What is Data: Information related to any object is data
What is Database: Database is a systemic collection of data. Databases support storage and manipulation of data.
Relational Database (RDS)—Database which is interrelated to some other database. There would be one primary key which would be common between different data base. Eg Universities, Banks would have Relational database. This is comparatively slow than NoSQL (non-relational). All fields in the database table must be filled. Best suited for OLTP (Online transaction processing). Each table has its own primary key.
- A schema is used design of a database .
- For web application, My SQL is used.
- Common applications for My SQL include php and java based web applications that require a database storage backend..eg Joomla.

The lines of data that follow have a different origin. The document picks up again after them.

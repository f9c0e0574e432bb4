//! Backtesting engine.
//!
//! Replays a single bar series bar by bar: indicators and signals are
//! computed up front, then one position at a time is opened on the first bar
//! of a signal run and managed by the stop loss manager until it exits.

use num_traits::ToPrimitive;
use rust_decimal::Decimal;
use rust_decimal_macros::dec;
use serde::{Deserialize, Serialize};
use trading_core::error::StrategyError;
use trading_core::types::{
    Bar, BarSeries, Direction, ExitReason, OpenPosition, Signal, SignalFrame, Timeframe, Trade,
};
use trading_indicators::{IndicatorFrame, IndicatorParams};
use trading_risk::{exit_levels, RiskConfig, RiskDecision, RiskManager};
use trading_strategies::{ConfluenceConfig, ConfluenceStrategy, Strategy};

use crate::statistics::{PerformanceMetrics, PerformanceTargets};

/// Backtest configuration.
#[derive(Debug, Clone, PartialEq, Serialize, Deserialize)]
#[serde(default)]
pub struct BacktestConfig {
    /// Initial capital
    pub initial_capital: Decimal,
    /// Commission as a fraction of traded notional, charged on entry and exit
    pub commission: Decimal,
    /// Adverse slippage as a fraction of the fill price
    pub slippage: Decimal,
    /// Rules that must agree before a signal fires
    pub min_confirmations: usize,
    /// Risk configuration
    pub risk: RiskConfig,
    pub targets: PerformanceTargets,
}

impl Default for BacktestConfig {
    fn default() -> Self {
        Self {
            initial_capital: dec!(100000),
            commission: dec!(0.001),
            slippage: dec!(0.0005),
            min_confirmations: 2,
            risk: RiskConfig::default(),
            targets: PerformanceTargets::default(),
        }
    }
}

/// Equity after a bar closed.
#[derive(Debug, Clone, Copy, PartialEq, Serialize, Deserialize)]
pub struct EquityPoint {
    pub timestamp: i64,
    pub equity: Decimal,
}

/// Everything a backtest run produced.
#[derive(Debug, Clone, Serialize, Deserialize)]
pub struct BacktestResult {
    pub symbol: String,
    pub timeframe: Timeframe,
    pub params: IndicatorParams,
    pub initial_capital: Decimal,
    pub trades: Vec<Trade>,
    pub equity_curve: Vec<EquityPoint>,
    pub metrics: PerformanceMetrics,
    pub bars_processed: usize,
    pub long_signals: usize,
    pub short_signals: usize,
    /// Bars where a long or short signal was active
    #[serde(default)]
    pub signals: Vec<Signal>,
    /// Whether the drawdown guard stopped new entries
    pub halted: bool,
}

impl BacktestResult {
    pub fn final_equity(&self) -> Decimal {
        self.metrics.final_equity
    }

    pub fn equity_values(&self) -> Vec<f64> {
        self.equity_curve
            .iter()
            .map(|p| p.equity.to_f64().unwrap_or_default())
            .collect()
    }
}

/// Backtesting engine.
#[derive(Debug, Clone, Default)]
pub struct BacktestEngine {
    config: BacktestConfig,
}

RDS can not scale out horizontally (New Server cannot be added).
All RDS are SqL .
Non-Relational Database /No SQL features:
- Non-Relational databases stores data without a structured mechanism to link data from different tables to the one another.
- Require low cost hardware.
- Much faster performance (Read/Write) compared to Relational Database.
- Horizontal scaling is possible. (Adding new servers to existing server)
- Never provides table with flat fixed column record.
- Autoscaling is possible in Non-Relational database but not possible in RDS.
- Best suited for Online Analytical processing
- Eg MongoDB, DynamoDB, Cassandra,
Types of No-SQL database:
Columnar DB—Example -Cassandra , HBase.
Information is stored in columns instead of Row. Faster processing because of columnar database and uses less disk space.
Document DB—Example-MangoDB, CouchDB, RavenDB
Database is in document format using JSON script, Synchronization is easy., efficient for storing catalogue, useful for blogs and video platforms.
Key Value Database –Example Redis, DynamoDB, TokyoCabinet
Database is Related to one key information/entity. A unique key is defined .Cache memory used to used frequent keys.
Used for tasks to maintain Session like cart payment. Session stores in fb, twitter.
Amazon Elastic cache is an example of Key value stores.
Graph based DB—Neo4J,Flock DB
A graph DB is basically a collection of Nodes and Edges.
Each node represents an entity and each edge represents a connection or relationship between two nodes.
Used in research organisations.
In a AWS fully managed Relational DB engine service , AWS is responsible for:
- -Security and patching
- -Automated backup
- -Software update for the DB engine
- -If selected, Multi Az and synchronous Replication between the active and standby DB instances
Settings Managed by user
- 1.Managing DB settings.
- 2.Creating relational DB schema.
- 3.DB performance tuning.
Relational Database Engine Options:
- MS SQL Server
- My SQL
- AWS Aurora—Best throughput
- Postgre SQL—Open source-Highly Reliable and stable
- Maria DB
Two types of licensing option-
- BYOL—Bring your own license
- License from AWS and charged hourly basis.
- Upto 40DB instances per account can be created.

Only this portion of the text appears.